[Exercise brief]:
For the word "Exchanges", count the lines of the records that hold it, and give only that number.

----- Records to process -----

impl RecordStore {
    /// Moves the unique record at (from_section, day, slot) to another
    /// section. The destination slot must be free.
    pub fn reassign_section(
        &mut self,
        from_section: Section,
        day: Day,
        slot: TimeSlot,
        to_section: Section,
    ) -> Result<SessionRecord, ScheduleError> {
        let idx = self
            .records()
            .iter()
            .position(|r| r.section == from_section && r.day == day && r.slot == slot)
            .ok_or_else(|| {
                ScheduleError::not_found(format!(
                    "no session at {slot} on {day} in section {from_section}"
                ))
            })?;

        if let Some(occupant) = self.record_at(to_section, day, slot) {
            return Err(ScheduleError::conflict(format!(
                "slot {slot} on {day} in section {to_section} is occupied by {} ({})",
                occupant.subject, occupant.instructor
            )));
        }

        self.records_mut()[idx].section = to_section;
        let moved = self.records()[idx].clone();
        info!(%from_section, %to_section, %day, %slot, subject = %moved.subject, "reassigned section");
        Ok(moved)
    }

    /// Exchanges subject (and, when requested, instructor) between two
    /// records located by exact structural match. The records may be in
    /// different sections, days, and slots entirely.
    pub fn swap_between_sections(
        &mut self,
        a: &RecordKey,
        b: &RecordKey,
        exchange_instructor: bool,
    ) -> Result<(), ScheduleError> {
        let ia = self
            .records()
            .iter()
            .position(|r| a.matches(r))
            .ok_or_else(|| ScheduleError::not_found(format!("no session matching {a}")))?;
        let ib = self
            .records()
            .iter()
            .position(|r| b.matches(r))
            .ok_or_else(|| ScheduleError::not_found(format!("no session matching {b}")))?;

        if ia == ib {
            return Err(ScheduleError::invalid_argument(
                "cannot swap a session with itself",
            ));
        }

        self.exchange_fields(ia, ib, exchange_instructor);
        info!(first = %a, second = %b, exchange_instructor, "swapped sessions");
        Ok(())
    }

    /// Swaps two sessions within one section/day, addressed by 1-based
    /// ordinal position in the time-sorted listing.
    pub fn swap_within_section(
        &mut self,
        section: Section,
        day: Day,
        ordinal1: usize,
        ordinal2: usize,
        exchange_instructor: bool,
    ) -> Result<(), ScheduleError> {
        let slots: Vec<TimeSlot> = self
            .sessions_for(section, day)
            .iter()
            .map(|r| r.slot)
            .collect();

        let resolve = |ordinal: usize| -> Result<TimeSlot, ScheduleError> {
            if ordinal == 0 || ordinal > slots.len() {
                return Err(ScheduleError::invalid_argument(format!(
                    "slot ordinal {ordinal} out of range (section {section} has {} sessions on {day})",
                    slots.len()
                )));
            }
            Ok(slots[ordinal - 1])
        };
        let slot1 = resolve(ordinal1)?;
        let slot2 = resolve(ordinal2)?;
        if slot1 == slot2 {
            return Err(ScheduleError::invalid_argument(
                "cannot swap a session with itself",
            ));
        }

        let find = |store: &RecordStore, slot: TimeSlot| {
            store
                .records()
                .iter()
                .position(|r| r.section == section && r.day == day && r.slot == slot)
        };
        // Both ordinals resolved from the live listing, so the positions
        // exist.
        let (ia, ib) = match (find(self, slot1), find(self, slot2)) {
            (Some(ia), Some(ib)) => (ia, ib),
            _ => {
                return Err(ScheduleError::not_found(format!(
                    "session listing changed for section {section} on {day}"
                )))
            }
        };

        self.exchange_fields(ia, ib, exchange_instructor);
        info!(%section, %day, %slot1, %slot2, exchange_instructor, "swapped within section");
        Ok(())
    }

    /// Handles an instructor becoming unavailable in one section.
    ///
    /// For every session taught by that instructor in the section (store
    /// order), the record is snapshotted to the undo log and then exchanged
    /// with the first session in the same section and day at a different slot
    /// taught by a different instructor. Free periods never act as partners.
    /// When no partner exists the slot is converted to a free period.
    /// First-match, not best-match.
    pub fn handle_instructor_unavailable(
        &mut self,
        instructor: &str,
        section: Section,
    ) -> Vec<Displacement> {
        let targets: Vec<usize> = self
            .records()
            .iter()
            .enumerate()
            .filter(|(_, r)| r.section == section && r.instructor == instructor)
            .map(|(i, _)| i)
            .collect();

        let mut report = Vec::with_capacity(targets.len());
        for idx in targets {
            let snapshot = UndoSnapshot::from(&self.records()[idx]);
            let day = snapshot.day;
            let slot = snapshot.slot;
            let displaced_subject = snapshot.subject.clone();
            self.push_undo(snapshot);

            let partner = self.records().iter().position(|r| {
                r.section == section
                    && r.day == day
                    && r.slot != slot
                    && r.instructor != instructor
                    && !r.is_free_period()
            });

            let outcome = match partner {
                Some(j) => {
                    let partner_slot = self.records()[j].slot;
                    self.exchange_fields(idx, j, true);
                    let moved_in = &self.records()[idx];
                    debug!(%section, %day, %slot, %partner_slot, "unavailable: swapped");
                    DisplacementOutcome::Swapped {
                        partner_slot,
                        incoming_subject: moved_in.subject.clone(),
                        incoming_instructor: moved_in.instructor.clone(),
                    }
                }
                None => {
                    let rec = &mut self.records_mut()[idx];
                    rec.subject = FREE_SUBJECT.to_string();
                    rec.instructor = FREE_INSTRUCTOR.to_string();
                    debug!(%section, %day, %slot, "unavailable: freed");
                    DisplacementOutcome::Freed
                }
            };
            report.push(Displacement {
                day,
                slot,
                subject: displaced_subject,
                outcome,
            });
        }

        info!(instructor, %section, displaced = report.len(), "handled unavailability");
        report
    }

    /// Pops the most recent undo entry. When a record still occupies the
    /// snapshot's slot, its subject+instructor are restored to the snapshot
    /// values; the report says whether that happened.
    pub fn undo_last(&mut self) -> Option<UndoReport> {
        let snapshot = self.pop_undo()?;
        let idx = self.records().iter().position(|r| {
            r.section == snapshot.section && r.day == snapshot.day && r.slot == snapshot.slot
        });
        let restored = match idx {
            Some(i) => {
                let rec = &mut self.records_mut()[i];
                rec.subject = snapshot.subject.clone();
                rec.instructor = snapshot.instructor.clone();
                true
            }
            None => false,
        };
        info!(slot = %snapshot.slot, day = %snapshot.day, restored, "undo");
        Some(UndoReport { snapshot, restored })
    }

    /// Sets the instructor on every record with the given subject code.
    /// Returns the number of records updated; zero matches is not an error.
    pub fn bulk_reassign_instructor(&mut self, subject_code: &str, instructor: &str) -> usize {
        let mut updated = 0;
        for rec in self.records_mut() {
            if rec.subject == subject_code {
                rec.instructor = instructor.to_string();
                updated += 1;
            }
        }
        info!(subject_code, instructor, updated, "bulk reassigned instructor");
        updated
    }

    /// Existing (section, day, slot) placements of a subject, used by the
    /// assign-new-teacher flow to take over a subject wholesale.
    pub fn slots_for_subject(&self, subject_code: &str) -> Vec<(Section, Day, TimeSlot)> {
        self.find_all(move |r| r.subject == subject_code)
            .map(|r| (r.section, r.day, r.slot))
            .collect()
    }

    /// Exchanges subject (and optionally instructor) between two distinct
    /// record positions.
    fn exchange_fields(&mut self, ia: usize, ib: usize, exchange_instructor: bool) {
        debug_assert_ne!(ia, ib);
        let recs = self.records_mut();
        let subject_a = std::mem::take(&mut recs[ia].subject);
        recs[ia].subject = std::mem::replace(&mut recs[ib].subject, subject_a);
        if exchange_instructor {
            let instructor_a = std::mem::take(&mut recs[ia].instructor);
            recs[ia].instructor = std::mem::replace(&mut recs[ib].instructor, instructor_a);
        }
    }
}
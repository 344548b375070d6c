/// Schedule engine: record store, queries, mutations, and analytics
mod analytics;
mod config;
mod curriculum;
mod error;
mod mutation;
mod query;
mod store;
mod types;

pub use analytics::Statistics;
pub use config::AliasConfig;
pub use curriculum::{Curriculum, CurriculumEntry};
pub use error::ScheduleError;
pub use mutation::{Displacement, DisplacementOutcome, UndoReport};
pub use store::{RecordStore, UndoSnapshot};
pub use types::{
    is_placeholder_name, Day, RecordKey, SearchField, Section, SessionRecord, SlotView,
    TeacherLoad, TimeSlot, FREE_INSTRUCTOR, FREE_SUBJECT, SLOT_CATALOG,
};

-----

[Exercise result]:
2